At the Hunley Waters development in North Charleston, the area’s largest subdivision is comprised entirely of modular homes, they call them “custom built.”
“It wouldn’t have been on the top of my list to look at one, but I don’t think I’d look at anything else, now,” said Boeing employee Joe McKillip, who moved from Indianapolis to a house in Hunley Waters in June.
McKillip said he was impressed by the thoughtful use of space in the two-story house, which he did not realize was modular construction the first time he saw it.
“They went overboard on insulation, hurricane straps, and bolts attaching roof to frame,” he said.
Those who build, sell and buy modular homes often say they are as good or better than homes stick-built on site. They’re often more energy-efficient and wind-resistant because they are better insulated. Also, they are built using more wood, and are foam-sealed in the factory, measures taken partially to keep them sound while being transported to the home site.
Local builder Lee Moulton of Old Man Construction said the first time a client asked his firm to handle a modular home project several years ago, “I told him, I don’t build trailers.”
But Moulton has become a convert and today promotes and completes the construction of modular homes for Nationwide Homes, which builds them in Virginia.
On Aug. 9, Moulton was at Hunley Waters handling the arrival and set-up of the latest house there, as guests including North Charleston Mayor Keith Summey and Charleston County Council Chairman Teddie Pryor looked on.
That house, a two-story unit on piers not far from the gated marshfront development’s kayak dock, will list for about $219,000. It arrived in two pieces, and by mid-morning had been lifted into place by a large crane.

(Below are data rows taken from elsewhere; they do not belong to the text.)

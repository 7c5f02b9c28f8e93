//! Marketplace provider configuration.
//!
//! A provider is pure data: every provider runs through the same
//! correlation and normalization logic. Chain variants are produced by
//! merging [`ProviderOverrides`] over a base configuration.

use std::ops::RangeInclusive;

use alloy::primitives::{Address, U256, address};
use serde::Deserialize;

use crate::correlate::CorrelationStrategy;

/// Known settlement protocols (chains).
pub mod protocol {
    pub const ETHEREUM: &str = "ethereum";
    pub const CELO: &str = "celo";
}

/// Settlement currency symbols selected by the order type of a fill.
#[derive(Clone, Debug, PartialEq, Eq, Deserialize)]
pub struct SettlementTokens {
    /// Chain native coin, order type `0`.
    pub native: String,
    /// Wrapped native token, any other order type.
    pub wrapped: String,
}

impl SettlementTokens {
    pub fn new(native: impl Into<String>, wrapped: impl Into<String>) -> Self {
        Self {
            native: native.into(),
            wrapped: wrapped.into(),
        }
    }

    pub fn symbol_for(&self, order_type: U256) -> &str {
        if order_type.is_zero() {
            &self.native
        } else {
            &self.wrapped
        }
    }
}

/// Marketplace contract the sales are extracted from.
#[derive(Clone, Debug, PartialEq, Eq)]
pub struct ProviderConfig {
    name: String,
    contract: Address,
    protocol: String,
    native_token: String,
    settlement: SettlementTokens,
    event_names: Vec<String>,
    start_block: u64,
    scan_range: u64,
    scan_chunk_size: usize,
    correlation: CorrelationStrategy,
}

impl ProviderConfig {
    /// Golom marketplace on Ethereum mainnet.
    pub fn golom() -> Self {
        Self {
            name: "golom".to_string(),
            contract: address!("0xd29e1fcb07e55eaceb122c63f8e50441c6acedc9"),
            protocol: protocol::ETHEREUM.to_string(),
            native_token: "eth".to_string(),
            settlement: SettlementTokens::new("eth", "weth"),
            event_names: vec!["OrderFilled".to_string()],
            start_block: 14880514,
            scan_range: 500,
            scan_chunk_size: 6,
            correlation: CorrelationStrategy::golom(),
        }
    }

    #[allow(clippy::too_many_arguments)]
    pub fn custom(
        name: impl Into<String>,
        contract: Address,
        protocol: impl Into<String>,
        native_token: impl Into<String>,
        settlement: SettlementTokens,
        event_names: Vec<String>,
        start_block: u64,
        correlation: CorrelationStrategy,
    ) -> Result<Self, ConfigError> {
        let config = Self {
            name: name.into(),
            contract,
            protocol: protocol.into(),
            native_token: native_token.into(),
            settlement,
            event_names,
            start_block,
            scan_range: 500,
            scan_chunk_size: 6,
            correlation,
        };
        config.validate()?;
        Ok(config)
    }

    /// Returns a copy of this configuration with every field set in
    /// `overrides` replaced.
    pub fn with_overrides(&self, overrides: ProviderOverrides) -> Result<Self, ConfigError> {
        let mut config = self.clone();
        if let Some(name) = overrides.name {
            config.name = name;
        }
        if let Some(contract) = overrides.contract {
            config.contract = contract
                .parse()
                .map_err(|_| ConfigError::InvalidContract(contract))?;
        }
        if let Some(protocol) = overrides.protocol {
            config.protocol = protocol;
        }
        if let Some(native_token) = overrides.native_token {
            config.native_token = native_token;
        }
        if let Some(settlement) = overrides.settlement {
            config.settlement = settlement;
        }
        if let Some(event_names) = overrides.event_names {
            config.event_names = event_names;
        }
        if let Some(start_block) = overrides.start_block {
            config.start_block = start_block;
        }
        if let Some(scan_range) = overrides.scan_range {
            config.scan_range = scan_range;
        }
        if let Some(scan_chunk_size) = overrides.scan_chunk_size {
            config.scan_chunk_size = scan_chunk_size;
        }
        config.validate()?;
        Ok(config)
    }

    pub fn with_correlation(mut self, correlation: CorrelationStrategy) -> Self {
        self.correlation = correlation;
        self
    }

    pub fn validate(&self) -> Result<(), ConfigError> {
        if self.name.is_empty() {
            return Err(ConfigError::EmptyName);
        }
        if self.event_names.is_empty() || self.event_names.iter().any(String::is_empty) {
            return Err(ConfigError::NoEventNames);
        }
        if self.scan_range == 0 {
            return Err(ConfigError::ZeroScanRange);
        }
        if self.scan_chunk_size == 0 {
            return Err(ConfigError::ZeroChunkSize);
        }
        if self.settlement.native == self.settlement.wrapped {
            return Err(ConfigError::AmbiguousSettlement(self.settlement.native.clone()));
        }
        Ok(())
    }

    /// Splits `[start_block, head]` into consecutive inclusive ranges of at
    /// most `scan_range` blocks.
    pub fn scan_ranges(&self, head: u64) -> impl Iterator<Item = RangeInclusive<u64>> + use<> {
        let range = self.scan_range.max(1);
        (self.start_block..=head)
            .step_by(range as usize)
            .map(move |from| from..=from.saturating_add(range - 1).min(head))
    }

    pub fn name(&self) -> &str {
        &self.name
    }

    pub fn contract(&self) -> Address {
        self.contract
    }

    pub fn protocol(&self) -> &str {
        &self.protocol
    }

    /// Token the price quote is looked up for.
    pub fn native_token(&self) -> &str {
        &self.native_token
    }

    pub fn settlement(&self) -> &SettlementTokens {
        &self.settlement
    }

    pub fn event_names(&self) -> &[String] {
        &self.event_names
    }

    pub fn start_block(&self) -> u64 {
        self.start_block
    }

    pub fn scan_range(&self) -> u64 {
        self.scan_range
    }

    pub fn scan_chunk_size(&self) -> usize {
        self.scan_chunk_size
    }

    pub fn correlation(&self) -> &CorrelationStrategy {
        &self.correlation
    }
}

/// Partial provider configuration, every field optional.
///
/// Loaded from `SALES_`-prefixed environment variables with
/// [`ProviderOverrides::from_env`], e.g. `SALES_PROTOCOL=celo`,
/// `SALES_EVENT_NAMES=OrderFilled`.
#[derive(Clone, Debug, Default, PartialEq, Eq, Deserialize)]
pub struct ProviderOverrides {
    pub name: Option<String>,
    pub contract: Option<String>,
    pub protocol: Option<String>,
    pub native_token: Option<String>,
    #[serde(skip)]
    pub settlement: Option<SettlementTokens>,
    pub event_names: Option<Vec<String>>,
    pub start_block: Option<u64>,
    pub scan_range: Option<u64>,
    pub scan_chunk_size: Option<usize>,
}

impl ProviderOverrides {
    pub const ENV_PREFIX: &str = "SALES_";

    pub fn from_env() -> Result<Self, envy::Error> {
        envy::prefixed(Self::ENV_PREFIX).from_env()
    }

    /// Celo deployment: smaller request chunks on the same scan range.
    pub fn celo() -> Self {
        Self {
            protocol: Some(protocol::CELO.to_string()),
            scan_range: Some(500),
            scan_chunk_size: Some(2),
            ..Default::default()
        }
    }
}

/// Configuration errors.
#[derive(Debug, PartialEq, Eq, thiserror::Error)]
pub enum ConfigError {
    #[error("provider name is empty")]
    EmptyName,

    #[error("at least one event name is required")]
    NoEventNames,

    #[error("scan range must be positive")]
    ZeroScanRange,

    #[error("scan chunk size must be positive")]
    ZeroChunkSize,

    #[error("invalid contract address: {0}")]
    InvalidContract(String),

    #[error("native and wrapped settlement symbols are both {0}")]
    AmbiguousSettlement(String),
}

“We are projecting that in the next 20 years, 40 percent of home construction will be modular,” Moulton said. “If you look at the fact that we can build you a home in a factory in three months or less ... it’s the wave of the future.”
For now, though, it’s a house here and a house there. Cave said Mount Pleasant sees maybe four or five modular homes in a year.
“I’m surprised it hasn’t caught on more because it’s a lot less expensive to build that way,” he said. “If you stick-build a house on site, think of all the (building) trades that have to come through there.”
Costs are lower because the homes are assembled in factory conditions. They typically arrive on-site with everything down to the flooring and kitchen cabinets already in place and take a few weeks to finish.
“You couldn’t buy a Ford Mustang for $30,000 if they built them one at a time,” said Moulton.